[What you will do] Report each line from the entries in which "match" can be found.
____________
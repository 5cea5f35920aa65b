use crate::error::CoreError;
use anyhow::{Context, Result};
use serde::Deserialize;
use std::path::Path;
use std::str::FromStr;
use std::time::Duration;

// ============================================================================
// Top-level config
// ============================================================================

#[derive(Debug, Clone, Default, Deserialize)]
#[serde(default)]
pub struct SereneConfig {
    pub companion: CompanionConfig,
    pub llm: LlmConfig,
    pub pacing: PacingConfig,
    pub storage: StorageConfig,
}

impl SereneConfig {
    /// Load config from a TOML file, falling back to defaults for missing fields.
    /// After loading, env var overrides are applied.
    pub fn load<P: AsRef<Path>>(path: P) -> Result<Self> {
        let content = std::fs::read_to_string(path.as_ref())
            .with_context(|| format!("Failed to read config file: {}", path.as_ref().display()))?;
        let mut config: SereneConfig =
            toml::from_str(&content).with_context(|| "Failed to parse TOML config")?;
        config.apply_env_overrides();
        Ok(config)
    }

    /// Try to load from path; if file doesn't exist, return defaults with env overrides.
    pub fn load_or_default<P: AsRef<Path>>(path: P) -> Self {
        match Self::load(path) {
            Ok(cfg) => cfg,
            Err(e) => {
                tracing::info!("Config file not found or invalid ({}), using defaults", e);
                let mut cfg = Self::default();
                cfg.apply_env_overrides();
                cfg
            }
        }
    }

    fn apply_env_overrides(&mut self) {
        if let Ok(v) = std::env::var("SERENE_STRATEGY") {
            match v.parse() {
                Ok(strategy) => self.companion.strategy = strategy,
                Err(e) => tracing::warn!("Ignoring SERENE_STRATEGY: {}", e),
            }
        }
        if let Ok(v) = std::env::var("LLM_PROVIDER") {
            self.llm.provider = v;
        }
        if let Ok(v) = std::env::var("GEMINI_MODEL") {
            self.llm.model = v;
        }
        if let Ok(v) = std::env::var("LLM_BASE_URL") {
            self.llm.base_url = v;
        }
        if let Ok(v) = std::env::var("GEMINI_API_KEY") {
            self.llm.api_key = Some(v);
        }
        if let Ok(v) = std::env::var("SERENE_DB") {
            self.storage.db_path = v;
        }
    }
}

// ============================================================================
// Sub-configs
// ============================================================================

/// Which reply strategy drives the chat panel.
#[derive(Debug, Clone, Copy, Default, PartialEq, Eq, Deserialize)]
#[serde(rename_all = "snake_case")]
pub enum StrategyKind {
    /// Keyword lookup table with sequential fallback.
    Scripted,
    /// Fixed questionnaire ending in a sentiment read-out.
    #[default]
    Staged,
    /// Every reply comes from the text-generation endpoint.
    Remote,
}

impl FromStr for StrategyKind {
    type Err = CoreError;

    fn from_str(s: &str) -> Result<Self, Self::Err> {
        match s.trim().to_ascii_lowercase().as_str() {
            "scripted" => Ok(Self::Scripted),
            "staged" => Ok(Self::Staged),
            "remote" => Ok(Self::Remote),
            other => Err(CoreError::UnknownStrategy(other.to_string())),
        }
    }
}

#[derive(Debug, Clone, Default, Deserialize)]
#[serde(default)]
pub struct CompanionConfig {
    pub strategy: StrategyKind,
}

#[derive(Debug, Clone, Deserialize)]
#[serde(default)]
pub struct LlmConfig {
    /// `gemini` or `mock`.
    pub provider: String,
    pub model: String,
    pub base_url: String,
    pub api_key: Option<String>,
    pub timeout_secs: u64,
    /// Attempts per request, including the first.
    pub max_attempts: u32,
}

impl Default for LlmConfig {
    fn default() -> Self {
        Self {
            provider: "gemini".to_string(),
            model: "gemini-2.0-flash".to_string(),
            base_url: "https://generativelanguage.googleapis.com/v1beta".to_string(),
            api_key: None,
            timeout_secs: 30,
            max_attempts: 2,
        }
    }
}

/// Simulated typing latency between companion lines.
#[derive(Debug, Clone, Deserialize)]
#[serde(default)]
pub struct PacingConfig {
    pub typing_delay_ms: u64,
    pub analysis_delay_ms: u64,
    pub photo_delay_ms: u64,
}

impl Default for PacingConfig {
    fn default() -> Self {
        Self {
            typing_delay_ms: 1500,
            analysis_delay_ms: 2000,
            photo_delay_ms: 2000,
        }
    }
}

impl PacingConfig {
    /// No waiting at all, for tests and scripted runs.
    pub fn instant() -> Self {
        Self {
            typing_delay_ms: 0,
            analysis_delay_ms: 0,
            photo_delay_ms: 0,
        }
    }

    pub fn typing(&self) -> Duration {
        Duration::from_millis(self.typing_delay_ms)
    }

    pub fn analysis(&self) -> Duration {
        Duration::from_millis(self.analysis_delay_ms)
    }

    pub fn photo(&self) -> Duration {
        Duration::from_millis(self.photo_delay_ms)
    }
}

#[derive(Debug, Clone, Deserialize)]
#[serde(default)]
pub struct StorageConfig {
    pub db_path: String,
}

impl Default for StorageConfig {
    fn default() -> Self {
        Self {
            db_path: "serene.db".to_string(),
        }
    }
}

// ============================================================================
// Tests
// ============================================================================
____________
[Solution below]
        match Self::load(path) {
            match v.parse() {
        match s.trim().to_ascii_lowercase().as_str() {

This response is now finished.